Vaya tela. La CONCAPA, esos señores y señoras a la vanguardia del fanatismo religioso en España, denuncia la mala fe del Gobierno en su campaña por el uso de los preservativos al no incluir en ella datos que según ellos son verídicos, probados y muy importantes: 14 de cada 100 condones fallan en su función.

Madrecita mía de mi vida. Llevo usando toda mi vida condones, no es por fardar, pero eso implica que habré usado miles, quizá decenas de miles… y jamás he roto ninguno. ¿Cómo hacen el amor, cómo folla esta gente? ¿Acaso los atributos de estos santos varones son de un tamaño tal que los revientan? ¿Será que estas pías esposas se menean en el acto con tanta saña como para romper los instrumentos? ¿Serán sus cópulas de una duración como para desgastarlos antes de la llegada del orgasmo masculino?

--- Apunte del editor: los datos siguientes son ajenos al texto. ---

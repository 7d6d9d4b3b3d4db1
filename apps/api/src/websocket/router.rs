//! Fan-out of server messages to a listener's connections

use thiserror::Error;
use uuid::Uuid;

use super::connection::{ConnectionId, ConnectionRegistry};
use super::messages::ServerMessage;

#[derive(Debug, Clone, PartialEq, Eq, Error)]
pub enum RouteError {
    /// No live connection matched the target device
    #[error("no active device")]
    NoActiveDevice,
}

/// Delivers messages to subsets of one listener's authenticated connections
///
/// Delivery is best effort: a connection whose queue is full or closed is
/// pruned by the registry and skipped.
#[derive(Debug, Clone)]
pub struct BroadcastRouter {
    registry: ConnectionRegistry,
}

impl BroadcastRouter {
    pub fn new(registry: ConnectionRegistry) -> Self {
        Self { registry }
    }

    pub fn registry(&self) -> &ConnectionRegistry {
        &self.registry
    }

    /// Send to every connection of `listener_id` except `exclude`
    ///
    /// Returns how many connections accepted the message.
    pub fn broadcast_to_listener(
        &self,
        listener_id: Uuid,
        msg: &ServerMessage,
        exclude: Option<ConnectionId>,
    ) -> usize {
        let targets = self
            .registry
            .connections_for_listener(listener_id)
            .into_iter()
            .filter(|c| Some(c.connection_id) != exclude)
            .map(|c| c.connection_id);

        self.deliver(targets, msg)
    }

    /// Send to every connection of `listener_id` not belonging to `origin_device_id`
    pub fn broadcast_from_device(
        &self,
        listener_id: Uuid,
        msg: &ServerMessage,
        origin_device_id: &str,
    ) -> usize {
        let targets = self
            .registry
            .connections_for_listener(listener_id)
            .into_iter()
            .filter(|c| c.device_id != origin_device_id)
            .map(|c| c.connection_id);

        self.deliver(targets, msg)
    }

    /// Send to every connection of one device
    ///
    /// Nothing is sent when the device has no connection.
    pub fn route_to_device(
        &self,
        listener_id: Uuid,
        device_id: &str,
        msg: &ServerMessage,
    ) -> Result<usize, RouteError> {
        let targets: Vec<ConnectionId> = self
            .registry
            .connections_for_listener(listener_id)
            .into_iter()
            .filter(|c| c.device_id == device_id)
            .map(|c| c.connection_id)
            .collect();

        if targets.is_empty() {
            tracing::debug!(listener_id = %listener_id, device_id = %device_id, "No connection for target device");
            return Err(RouteError::NoActiveDevice);
        }

        Ok(self.deliver(targets, msg))
    }

    fn deliver(&self, targets: impl IntoIterator<Item = ConnectionId>, msg: &ServerMessage) -> usize {
        targets
            .into_iter()
            .filter(|id| self.registry.send_to_connection(*id, msg.clone()).is_ok())
            .count()
    }
}
#[cfg(test)]
mod tests {
    use super::*;
    use crate::models::{ListenerRole, PlaybackState};
    use crate::repositories::{
        MemoryDeviceStore, MemoryListenerStore, MemoryPlaybackStore, MemorySessionStore,
    };
    use crate::services::AuthConfig;
    use crate::websocket::BroadcastRouter;
    use std::sync::Arc;
    use tokio::sync::mpsc;
    use tracing_test::traced_test;

    struct Harness {
        registry: ConnectionRegistry,
        auth: AuthService,
        playback: PlaybackService,
    }

    impl Harness {
        fn new() -> Self {
            let registry = ConnectionRegistry::new(16);
            let auth = AuthService::new(
                Arc::new(MemoryListenerStore::new()),
                Arc::new(MemorySessionStore::new()),
                AuthConfig::new("sync-test-secret-with-enough-length".into()),
            );
            let playback = PlaybackService::new(
                Arc::new(MemoryPlaybackStore::new()),
                Arc::new(MemoryDeviceStore::new()),
                BroadcastRouter::new(registry.clone()),
            );
            Self {
                registry,
                auth,
                playback,
            }
        }

        fn connect(&self) -> (SyncHandler, mpsc::Receiver<ServerMessage>) {
            let (tx, rx) = self.registry.channel();
            let id = self.registry.register(tx);
            let handler = SyncHandler::new(
                id,
                self.registry.clone(),
                self.auth.clone(),
                self.playback.clone(),
            );
            (handler, rx)
        }

        async fn token(&self, email: &str) -> String {
            let (tokens, _) = self
                .auth
                .register(email, "password123", "Test", ListenerRole::User, None)
                .await
                .unwrap();
            tokens.access_token
        }
    }

    fn hello(token: Option<&str>, device: &str) -> String {
        serde_json::json!({
            "type": "hello",
            "payload": { "accessToken": token, "deviceId": device }
        })
        .to_string()
    }

    fn ack(msg: ServerMessage) -> HelloAckPayload {
        match msg {
            ServerMessage::HelloAck(ack) => ack,
            other => panic!("expected hello_ack, got {other:?}"),
        }
    }

    #[tokio::test]
    async fn test_hello_with_valid_token() {
        let h = Harness::new();
        let token = h.token("a@example.com").await;
        let (handler, mut rx) = h.connect();

        handler.handle_text(&hello(Some(&token), "phone")).await.unwrap();

        let ack = ack(rx.try_recv().unwrap());
        assert!(ack.authenticated);
        assert_eq!(ack.connection_id, handler.connection_id);
        assert_eq!(
            h.registry.info(handler.connection_id).unwrap().device_id,
            "phone"
        );
    }

    #[tokio::test]
    async fn test_hello_without_token_stays_unauthenticated() {
        let h = Harness::new();
        let (handler, mut rx) = h.connect();

        handler.handle_text(&hello(None, "phone")).await.unwrap();
        assert!(!ack(rx.try_recv().unwrap()).authenticated);

        handler.handle_text(&hello(Some("garbage"), "phone")).await.unwrap();
        assert!(!ack(rx.try_recv().unwrap()).authenticated);

        assert!(!h.registry.is_authenticated(handler.connection_id));
    }

    #[tokio::test]
    async fn test_hello_rejects_bad_device_id() {
        let h = Harness::new();
        let token = h.token("a@example.com").await;
        let (handler, mut rx) = h.connect();

        handler.handle_text(&hello(Some(&token), "bad id!")).await.unwrap();
        assert!(!ack(rx.try_recv().unwrap()).authenticated);
    }

    #[tokio::test]
    #[traced_test]
    async fn test_messages_before_hello_are_ignored() {
        let h = Harness::new();
        let (handler, mut rx) = h.connect();

        handler.handle_text(r#"{"type":"ping"}"#).await.unwrap();
        handler.handle_text(r#"{"type":"get_state"}"#).await.unwrap();
        handler.handle_text("{not json").await.unwrap();

        assert!(rx.try_recv().is_err());
        assert!(logs_contain("Ignoring message before hello"));
    }

    #[tokio::test]
    async fn test_now_playing_reaches_other_device() {
        let h = Harness::new();
        let token = h.token("a@example.com").await;
        let (phone, mut phone_rx) = h.connect();
        let (desk, mut desk_rx) = h.connect();

        phone.handle_text(&hello(Some(&token), "phone")).await.unwrap();
        desk.handle_text(&hello(Some(&token), "desk")).await.unwrap();
        phone_rx.try_recv().unwrap();
        desk_rx.try_recv().unwrap();

        phone
            .handle_text(r#"{"type":"now_playing","payload":{"trackId":"T1","positionMs":5000}}"#)
            .await
            .unwrap();

        match desk_rx.try_recv().unwrap() {
            ServerMessage::PlayerState(state) => {
                assert_eq!(state.track_id.as_deref(), Some("T1"));
                assert_eq!(state.position_ms, 5000);
                assert_eq!(state.updated_by.as_deref(), Some("phone"));
            }
            other => panic!("unexpected message: {other:?}"),
        }
        assert!(phone_rx.try_recv().is_err());
    }

    #[tokio::test]
    async fn test_invalid_now_playing_gets_error() {
        let h = Harness::new();
        let token = h.token("a@example.com").await;
        let (phone, mut rx) = h.connect();
        phone.handle_text(&hello(Some(&token), "phone")).await.unwrap();
        rx.try_recv().unwrap();

        phone
            .handle_text(r#"{"type":"now_playing","payload":{"positionMs":-5}}"#)
            .await
            .unwrap();

        match rx.try_recv().unwrap() {
            ServerMessage::Error(e) => assert_eq!(e.code, "VALIDATION_ERROR"),
            other => panic!("unexpected message: {other:?}"),
        }
    }

    #[tokio::test]
    async fn test_control_without_target_reports_no_active_device() {
        let h = Harness::new();
        let token = h.token("a@example.com").await;
        let (phone, mut rx) = h.connect();
        phone.handle_text(&hello(Some(&token), "phone")).await.unwrap();
        rx.try_recv().unwrap();

        phone
            .handle_text(r#"{"type":"control","payload":{"to":"speaker","cmd":"play"}}"#)
            .await
            .unwrap();

        match rx.try_recv().unwrap() {
            ServerMessage::Error(e) => assert_eq!(e.code, "NO_ACTIVE_DEVICE"),
            other => panic!("unexpected message: {other:?}"),
        }
    }

    #[tokio::test]
    async fn test_get_state_and_ping_reply_to_sender() {
        let h = Harness::new();
        let token = h.token("a@example.com").await;
        let (phone, mut rx) = h.connect();
        phone.handle_text(&hello(Some(&token), "phone")).await.unwrap();
        rx.try_recv().unwrap();

        phone.handle_text(r#"{"type":"get_state"}"#).await.unwrap();
        match rx.try_recv().unwrap() {
            ServerMessage::PlayerState(state) => {
                assert_eq!(state, PlaybackState::default_for(state.listener_id))
            }
            other => panic!("unexpected message: {other:?}"),
        }

        phone.handle_text(r#"{"type":"ping","payload":{}}"#).await.unwrap();
        assert!(matches!(rx.try_recv().unwrap(), ServerMessage::Pong(_)));

        phone.handle_text(r#"{"type":"bogus"}"#).await.unwrap();
        assert!(matches!(rx.try_recv().unwrap(), ServerMessage::Error(_)));
    }

    #[tokio::test]
    async fn test_second_hello_cannot_switch_listener() {
        let h = Harness::new();
        let alice = h.token("alice@example.com").await;
        let bob = h.token("bob@example.com").await;
        let (conn, mut rx) = h.connect();

        conn.handle_text(&hello(Some(&alice), "phone")).await.unwrap();
        rx.try_recv().unwrap();
        let alice_id = h.registry.info(conn.connection_id).unwrap().listener_id;

        // Same listener, new device id, no token needed
        conn.handle_text(&hello(None, "phone-2")).await.unwrap();
        assert!(ack(rx.try_recv().unwrap()).authenticated);
        assert_eq!(h.registry.info(conn.connection_id).unwrap().device_id, "phone-2");

        // Another listener's token leaves the binding alone
        conn.handle_text(&hello(Some(&bob), "desk")).await.unwrap();
        rx.try_recv().unwrap();
        let info = h.registry.info(conn.connection_id).unwrap();
        assert_eq!(info.listener_id, alice_id);
        assert_eq!(info.device_id, "phone-2");
    }
}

No conozco estas respuestas, pero si se una cosa: 100 de cada 100 miembros de la asociación esa (si acaso suman 100 en total, que no se yo) son unos sinvergüenzas, unos desalmados, unos mentirosos y unas malas personas que con esta porquería que sus bocas escupen fomentan, nos desean a todos la propagación del SIDA, embarazos no deseados y enfermedades venéreas. Pero mejor tomárselo a broma; aquí tenéis unos que sí saben de qué va esto, engendro, bonita letra:

Se nos rompió el condón de tanto usarlo,
de tanto reciclarlo sin medida.
De darle vuelta y vuelta sin descanso
se nos quedó en las manos un buen día

Se nos rompió el condón de tan añoso.
Jamás pudo existir tanta dureza.
Las cosas tan baratas duran poco.
¿Te dije o no te dije que invirtieras?

A ver cómo salimos de este bache.
Habrá que reaccionar, ponerle un parche.
Jamás pensamos nunca en reemplazarlo,
pero el relevo llega aunque no quieras.

Y una mañana gris, al acoplarnos
sentimos un chasquido frío y seco.
Cerramos nuestros ojos y pensamos:
“se nos rompió el condón de tanto usarlo”.

A ver cómo salimos de este bache.
Habrá que reaccionar, ponerle un parche.
Jamás pensamos nunca en reemplazarlo,
pero el relevo llega aunque no quieras.

Y una mañana gris, al acoplarnos
sentimos un chasquido frío y seco.
Cerramos nuestros ojos y pensamos:
“se nos rompió el condón de tanto usarlo”.